## WHAT TO PRODUCE
Tally the lines below that hold the string "handled", and give only the tally.

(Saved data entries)
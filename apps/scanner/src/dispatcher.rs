//! # Scanner (Token Dispatcher)
//!
//! Owns everything the dispatch thread mutates: the active mode, the undo
//! history, the pending confirmation and the handles to the three stores.
//! One token is handled to completion before the next is accepted.
//!
//! ## Dispatch Flow
//! ```text
//! ┌─────────────────────────────────────────────────────────────────────────┐
//! │                        dispatch(token)                                  │
//! │                                                                         │
//! │  table.resolve(token)                                                   │
//! │       │                                                                 │
//! │       ├── SwitchMode(kind) ──► history.push(ModeUndo(current))          │
//! │       │                        mode = Mode::new(kind)                   │
//! │       │                        sink.on_mode_change(kind)                │
//! │       │                                                                 │
//! │       ├── Command(cmd) ──────► mode.reset()  (drops Set's pending SKU)  │
//! │       │                        confirm if destructive, else run         │
//! │       │                        sink.on_log_refresh()                    │
//! │       │                                                                 │
//! │       ├── Config(action) ────► mode.reset(), apply, on_log_refresh()    │
//! │       │                                                                 │
//! │       └── None ──────────────► active mode handles the data token       │
//! │                                (modes/*.rs)                             │
//! └─────────────────────────────────────────────────────────────────────────┘
//! ```
//!
//! ## Confirmation
//! `rebuild_stock` and `clear_all` arm on the first scan. Scanning the same
//! command again as the very next token runs it; any other token disarms.

use std::sync::Arc;

use tracing::{debug, info, warn};

use stockscan_core::validation::validate_sku;
use stockscan_core::{
    Action, Command, ConfigAction, DispatchTable, History, HistoryEntry, Mode, ModeKind,
};
use stockscan_db::{CatalogRepository, Database, LedgerRepository, StockRepository};
use stockscan_enrich::EnrichHandle;

use crate::commands::{CommandOutcome, ConfigOutcome};
use crate::config::AppConfig;
use crate::error::AppResult;
use crate::events::ScanEventSink;
use crate::modes::ScanOutcome;

/// What one dispatched token did.
#[derive(Debug, Clone, PartialEq)]
pub enum Dispatched {
    ModeSwitched { from: ModeKind, to: ModeKind },
    /// A destructive command was armed and waits for a second scan.
    ConfirmationRequired(Command),
    Command(CommandOutcome),
    Config(ConfigOutcome),
    Scan(ScanOutcome),
}

impl Dispatched {
    /// True when the console loop should stop.
    pub fn is_exit(&self) -> bool {
        matches!(self, Dispatched::Command(CommandOutcome::Exit))
    }
}

/// The scan dispatcher.
pub struct Scanner {
    table: DispatchTable,
    pub(crate) mode: Mode,
    pub(crate) history: History,
    pub(crate) sink: Arc<dyn ScanEventSink>,
    pending_confirm: Option<Command>,
    pub(crate) show_limit: u32,
    pub(crate) last_sku: Option<String>,
    pub(crate) db: Database,
    enrich: EnrichHandle,
}

impl Scanner {
    /// Builds the dispatch table and starts in the configured mode.
    pub fn new(
        config: &AppConfig,
        db: Database,
        enrich: EnrichHandle,
        sink: Arc<dyn ScanEventSink>,
    ) -> Self {
        let table = DispatchTable::new(&config.mappings);
        for token in table.shadowed() {
            warn!(token = %token, "Token mapped more than once, higher priority wins");
        }

        info!(
            tokens = table.len(),
            mode = %config.scanner.initial_mode,
            "Scanner ready"
        );

        Scanner {
            table,
            mode: Mode::new(config.scanner.initial_mode),
            history: History::with_capacity(config.scanner.history_capacity),
            sink,
            pending_confirm: None,
            show_limit: config.scanner.show_limit,
            last_sku: None,
            db,
            enrich,
        }
    }

    // =========================================================================
    // Dispatch
    // =========================================================================

    /// Handles one scanned token.
    ///
    /// ## Errors
    /// Only storage faults. Domain problems (nothing in stock, a bad
    /// percentage, an unusable SKU) are reported through the sink and come
    /// back as `Ok`.
    pub async fn dispatch(&mut self, token: &str) -> AppResult<Dispatched> {
        let token = token.trim();
        let armed = self.pending_confirm.take();
        let action = self.table.resolve(token);

        if let Some(command) = armed {
            if action != Some(Action::Command(command)) {
                debug!(command = ?command, "Confirmation cancelled");
                self.sink.on_info("confirmation cancelled");
            }
        }

        match action {
            Some(Action::SwitchMode(kind)) => Ok(self.switch_mode(kind)),

            Some(Action::Command(command)) => {
                self.mode.reset();
                let dispatched = if command.needs_confirmation() && armed != Some(command) {
                    self.pending_confirm = Some(command);
                    self.sink
                        .on_warning(&format!("scan '{}' again to confirm", token));
                    Dispatched::ConfirmationRequired(command)
                } else {
                    Dispatched::Command(self.run_command(command).await?)
                };
                self.sink.on_log_refresh();
                Ok(dispatched)
            }

            Some(Action::Config(action)) => {
                self.mode.reset();
                let outcome = self.apply_config(action);
                self.sink.on_log_refresh();
                Ok(Dispatched::Config(outcome))
            }

            None => Ok(Dispatched::Scan(self.process_code(token).await?)),
        }
    }

    fn switch_mode(&mut self, kind: ModeKind) -> Dispatched {
        let from = self.mode.kind();
        self.history.push(HistoryEntry::ModeUndo { previous: from });
        self.mode = Mode::new(kind);

        info!(from = %from, to = %kind, "Mode switched");
        self.sink.on_mode_change(kind);
        Dispatched::ModeSwitched { from, to: kind }
    }

    fn apply_config(&mut self, action: ConfigAction) -> ConfigOutcome {
        match action {
            ConfigAction::Refresh => self.refresh_last(),
            ConfigAction::ShowLimit(limit) => self.set_show_limit(limit),
        }
    }

    // =========================================================================
    // Enrichment
    // =========================================================================

    /// Queues `sku` for enrichment on behalf of a presentation layer.
    ///
    /// The catalog entry is created first; the worker only fills rows that
    /// exist.
    ///
    /// ## Errors
    /// [`AppError::Enrich`](crate::AppError::Enrich) once the worker is gone.
    pub async fn enrich(&self, sku: &str, force_refresh: bool) -> AppResult<()> {
        let sku = validate_sku(sku)?;
        self.db.catalog().ensure(sku).await?;
        self.enrich.enqueue(sku, force_refresh)?;
        Ok(())
    }

    /// Queues `sku` from inside dispatch. A stopped worker never fails a
    /// scan.
    pub(crate) fn enqueue(&self, sku: &str, force_refresh: bool) {
        if let Err(e) = self.enrich.enqueue(sku, force_refresh) {
            warn!(sku = %sku, error = %e, "Enrichment request dropped");
        }
    }

    // =========================================================================
    // Readers
    // =========================================================================

    pub fn mode(&self) -> &Mode {
        &self.mode
    }

    /// Console prompt for the current state.
    pub fn prompt(&self) -> String {
        self.mode.prompt()
    }

    pub fn history(&self) -> &History {
        &self.history
    }

    /// Destructive command waiting for its second scan.
    pub fn pending_confirmation(&self) -> Option<Command> {
        self.pending_confirm
    }

    pub fn show_limit(&self) -> u32 {
        self.show_limit
    }

    /// SKU most recently handled in a data mode.
    pub fn last_sku(&self) -> Option<&str> {
        self.last_sku.as_deref()
    }

    pub fn ledger(&self) -> LedgerRepository {
        self.db.ledger()
    }

    pub fn stock(&self) -> StockRepository {
        self.db.stock()
    }

    pub fn catalog(&self) -> CatalogRepository {
        self.db.catalog()
    }
}

// =============================================================================
// Unit Tests
// =============================================================================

## RESPONSE TO THE TASK
2